* **The problem**
Repeat the records below in their entirety, exactly.

* **Material supplied**
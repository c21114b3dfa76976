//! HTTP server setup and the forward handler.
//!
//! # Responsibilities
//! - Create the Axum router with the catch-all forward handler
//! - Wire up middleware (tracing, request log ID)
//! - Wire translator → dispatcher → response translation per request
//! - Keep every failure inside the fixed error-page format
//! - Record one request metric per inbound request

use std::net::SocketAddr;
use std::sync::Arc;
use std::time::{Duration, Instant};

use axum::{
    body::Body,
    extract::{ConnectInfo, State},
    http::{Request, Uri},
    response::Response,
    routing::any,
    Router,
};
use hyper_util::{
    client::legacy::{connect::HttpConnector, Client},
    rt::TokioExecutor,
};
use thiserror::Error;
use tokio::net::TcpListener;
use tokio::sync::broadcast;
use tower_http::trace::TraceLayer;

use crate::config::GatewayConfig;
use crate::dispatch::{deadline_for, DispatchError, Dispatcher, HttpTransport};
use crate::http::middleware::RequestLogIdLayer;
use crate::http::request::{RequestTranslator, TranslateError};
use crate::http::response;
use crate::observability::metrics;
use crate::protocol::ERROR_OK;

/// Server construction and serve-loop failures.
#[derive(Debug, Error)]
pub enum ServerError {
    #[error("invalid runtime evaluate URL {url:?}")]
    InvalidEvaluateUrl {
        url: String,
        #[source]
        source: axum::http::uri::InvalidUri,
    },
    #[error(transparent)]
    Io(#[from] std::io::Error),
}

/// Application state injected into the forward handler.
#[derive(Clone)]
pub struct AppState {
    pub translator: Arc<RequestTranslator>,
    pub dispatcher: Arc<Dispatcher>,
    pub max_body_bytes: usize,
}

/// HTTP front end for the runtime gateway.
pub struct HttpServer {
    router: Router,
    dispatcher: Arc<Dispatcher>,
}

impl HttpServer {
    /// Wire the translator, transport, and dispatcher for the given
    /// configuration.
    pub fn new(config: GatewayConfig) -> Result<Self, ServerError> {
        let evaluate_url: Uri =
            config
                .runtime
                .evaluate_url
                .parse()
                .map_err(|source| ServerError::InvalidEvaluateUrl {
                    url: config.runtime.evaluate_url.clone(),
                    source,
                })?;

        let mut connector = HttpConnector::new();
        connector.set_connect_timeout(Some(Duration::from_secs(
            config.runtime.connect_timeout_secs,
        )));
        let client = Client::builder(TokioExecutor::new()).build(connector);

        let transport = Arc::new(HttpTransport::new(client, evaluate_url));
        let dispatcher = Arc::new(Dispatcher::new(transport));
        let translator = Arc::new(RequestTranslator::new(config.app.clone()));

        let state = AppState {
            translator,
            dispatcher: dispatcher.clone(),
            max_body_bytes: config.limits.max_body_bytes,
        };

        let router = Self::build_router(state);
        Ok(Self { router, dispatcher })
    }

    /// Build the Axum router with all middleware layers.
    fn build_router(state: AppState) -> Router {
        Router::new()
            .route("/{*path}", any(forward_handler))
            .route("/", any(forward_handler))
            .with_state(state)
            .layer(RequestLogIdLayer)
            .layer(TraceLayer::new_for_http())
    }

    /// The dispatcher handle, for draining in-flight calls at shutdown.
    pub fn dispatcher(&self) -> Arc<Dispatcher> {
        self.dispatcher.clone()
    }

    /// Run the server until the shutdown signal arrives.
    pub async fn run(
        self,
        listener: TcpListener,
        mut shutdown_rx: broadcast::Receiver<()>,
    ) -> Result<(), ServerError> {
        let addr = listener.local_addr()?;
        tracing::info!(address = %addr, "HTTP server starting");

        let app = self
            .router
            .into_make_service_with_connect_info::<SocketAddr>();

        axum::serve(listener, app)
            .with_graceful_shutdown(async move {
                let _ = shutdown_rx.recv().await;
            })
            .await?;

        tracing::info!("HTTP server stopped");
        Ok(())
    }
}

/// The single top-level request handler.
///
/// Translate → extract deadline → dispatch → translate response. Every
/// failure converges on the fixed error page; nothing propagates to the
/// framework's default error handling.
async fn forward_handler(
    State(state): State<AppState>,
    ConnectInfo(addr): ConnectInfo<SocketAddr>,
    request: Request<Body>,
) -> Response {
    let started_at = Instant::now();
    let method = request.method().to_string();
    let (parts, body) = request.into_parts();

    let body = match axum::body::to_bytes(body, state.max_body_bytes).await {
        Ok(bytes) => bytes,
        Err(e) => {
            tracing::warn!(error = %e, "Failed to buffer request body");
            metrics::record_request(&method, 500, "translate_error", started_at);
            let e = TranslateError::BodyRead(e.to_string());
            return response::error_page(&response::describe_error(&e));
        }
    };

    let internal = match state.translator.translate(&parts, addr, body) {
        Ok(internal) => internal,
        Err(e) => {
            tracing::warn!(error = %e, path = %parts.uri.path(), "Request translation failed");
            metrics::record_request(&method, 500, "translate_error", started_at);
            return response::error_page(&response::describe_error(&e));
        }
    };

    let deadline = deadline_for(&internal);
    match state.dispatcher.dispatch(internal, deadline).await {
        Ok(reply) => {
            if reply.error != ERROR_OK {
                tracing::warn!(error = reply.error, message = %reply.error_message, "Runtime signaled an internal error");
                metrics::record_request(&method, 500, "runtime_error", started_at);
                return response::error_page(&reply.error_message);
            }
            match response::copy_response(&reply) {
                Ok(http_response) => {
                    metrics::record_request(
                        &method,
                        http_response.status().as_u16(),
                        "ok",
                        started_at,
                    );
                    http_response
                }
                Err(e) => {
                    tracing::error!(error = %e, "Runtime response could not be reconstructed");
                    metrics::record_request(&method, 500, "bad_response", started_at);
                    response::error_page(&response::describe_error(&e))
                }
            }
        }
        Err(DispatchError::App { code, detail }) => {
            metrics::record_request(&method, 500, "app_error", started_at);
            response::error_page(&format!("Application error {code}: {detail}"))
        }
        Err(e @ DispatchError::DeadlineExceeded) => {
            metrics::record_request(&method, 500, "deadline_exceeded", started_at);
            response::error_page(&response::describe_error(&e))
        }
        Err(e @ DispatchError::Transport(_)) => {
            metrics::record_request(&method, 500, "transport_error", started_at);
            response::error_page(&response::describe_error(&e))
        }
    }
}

* **Written response**
repository c21114b3dfa76976
//! HTTP server setup and the forward handler.
//!
//! # Responsibilities
//! - Create the Axum router with the catch-all forward handler
//! - Wire up middleware (tracing, request log ID)
//! - Wire translator → dispatcher → response translation per request
//! - Keep every failure inside the fixed error-page format
//! - Record one request metric per inbound request

use std::net::SocketAddr;
use std::sync::Arc;
use std::time::{Duration, Instant};

use axum::{
    body::Body,
    extract::{ConnectInfo, State},
    http::{Request, Uri},
    response::Response,
    routing::any,
    Router,
};
use hyper_util::{
    client::legacy::{connect::HttpConnector, Client},
    rt::TokioExecutor,
};
use thiserror::Error;
use tokio::net::TcpListener;
use tokio::sync::broadcast;
use tower_http::trace::TraceLayer;

use crate::config::GatewayConfig;
use crate::dispatch::{deadline_for, DispatchError, Dispatcher, HttpTransport};
use crate::http::middleware::RequestLogIdLayer;
use crate::http::request::{RequestTranslator, TranslateError};
use crate::http::response;
use crate::observability::metrics;
use crate::protocol::ERROR_OK;

/// Server construction and serve-loop failures.
#[derive(Debug, Error)]
pub enum ServerError {
    #[error("invalid runtime evaluate URL {url:?}")]
    InvalidEvaluateUrl {
        url: String,
        #[source]
        source: axum::http::uri::InvalidUri,
    },
    #[error(transparent)]
    Io(#[from] std::io::Error),
}

/// Application state injected into the forward handler.
#[derive(Clone)]
pub struct AppState {
    pub translator: Arc<RequestTranslator>,
    pub dispatcher: Arc<Dispatcher>,
    pub max_body_bytes: usize,
}

/// HTTP front end for the runtime gateway.
pub struct HttpServer {
    router: Router,
    dispatcher: Arc<Dispatcher>,
}

impl HttpServer {
    /// Wire the translator, transport, and dispatcher for the given
    /// configuration.
    pub fn new(config: GatewayConfig) -> Result<Self, ServerError> {
        let evaluate_url: Uri =
            config
                .runtime
                .evaluate_url
                .parse()
                .map_err(|source| ServerError::InvalidEvaluateUrl {
                    url: config.runtime.evaluate_url.clone(),
                    source,
                })?;

        let mut connector = HttpConnector::new();
        connector.set_connect_timeout(Some(Duration::from_secs(
            config.runtime.connect_timeout_secs,
        )));
        let client = Client::builder(TokioExecutor::new()).build(connector);

        let transport = Arc::new(HttpTransport::new(client, evaluate_url));
        let dispatcher = Arc::new(Dispatcher::new(transport));
        let translator = Arc::new(RequestTranslator::new(config.app.clone()));

        let state = AppState {
            translator,
            dispatcher: dispatcher.clone(),
            max_body_bytes: config.limits.max_body_bytes,
        };

        let router = Self::build_router(state);
        Ok(Self { router, dispatcher })
    }

    /// Build the Axum router with all middleware layers.
    fn build_router(state: AppState) -> Router {
        Router::new()
            .route("/{*path}", any(forward_handler))
            .route("/", any(forward_handler))
            .with_state(state)
            .layer(RequestLogIdLayer)
            .layer(TraceLayer::new_for_http())
    }

    /// The dispatcher handle, for draining in-flight calls at shutdown.
    pub fn dispatcher(&self) -> Arc<Dispatcher> {
        self.dispatcher.clone()
    }

    /// Run the server until the shutdown signal arrives.
    pub async fn run(
        self,
        listener: TcpListener,
        mut shutdown_rx: broadcast::Receiver<()>,
    ) -> Result<(), ServerError> {
        let addr = listener.local_addr()?;
        tracing::info!(address = %addr, "HTTP server starting");

        let app = self
            .router
            .into_make_service_with_connect_info::<SocketAddr>();

        axum::serve(listener, app)
            .with_graceful_shutdown(async move {
                let _ = shutdown_rx.recv().await;
            })
            .await?;

        tracing::info!("HTTP server stopped");
        Ok(())
    }
}

/// The single top-level request handler.
///
/// Translate → extract deadline → dispatch → translate response. Every
/// failure converges on the fixed error page; nothing propagates to the
/// framework's default error handling.
async fn forward_handler(
    State(state): State<AppState>,
    ConnectInfo(addr): ConnectInfo<SocketAddr>,
    request: Request<Body>,
) -> Response {
    let started_at = Instant::now();
    let method = request.method().to_string();
    let (parts, body) = request.into_parts();

    let body = match axum::body::to_bytes(body, state.max_body_bytes).await {
        Ok(bytes) => bytes,
        Err(e) => {
            tracing::warn!(error = %e, "Failed to buffer request body");
            metrics::record_request(&method, 500, "translate_error", started_at);
            let e = TranslateError::BodyRead(e.to_string());
            return response::error_page(&response::describe_error(&e));
        }
    };

    let internal = match state.translator.translate(&parts, addr, body) {
        Ok(internal) => internal,
        Err(e) => {
            tracing::warn!(error = %e, path = %parts.uri.path(), "Request translation failed");
            metrics::record_request(&method, 500, "translate_error", started_at);
            return response::error_page(&response::describe_error(&e));
        }
    };

    let deadline = deadline_for(&internal);
    match state.dispatcher.dispatch(internal, deadline).await {
        Ok(reply) => {
            if reply.error != ERROR_OK {
                tracing::warn!(error = reply.error, message = %reply.error_message, "Runtime signaled an internal error");
                metrics::record_request(&method, 500, "runtime_error", started_at);
                return response::error_page(&reply.error_message);
            }
            match response::copy_response(&reply) {
                Ok(http_response) => {
                    metrics::record_request(
                        &method,
                        http_response.status().as_u16(),
                        "ok",
                        started_at,
                    );
                    http_response
                }
                Err(e) => {
                    tracing::error!(error = %e, "Runtime response could not be reconstructed");
                    metrics::record_request(&method, 500, "bad_response", started_at);
                    response::error_page(&response::describe_error(&e))
                }
            }
        }
        Err(DispatchError::App { code, detail }) => {
            metrics::record_request(&method, 500, "app_error", started_at);
            response::error_page(&format!("Application error {code}: {detail}"))
        }
        Err(e @ DispatchError::DeadlineExceeded) => {
            metrics::record_request(&method, 500, "deadline_exceeded", started_at);
            response::error_page(&response::describe_error(&e))
        }
        Err(e @ DispatchError::Transport(_)) => {
            metrics::record_request(&method, 500, "transport_error", started_at);
            response::error_page(&response::describe_error(&e))
        }
    }
}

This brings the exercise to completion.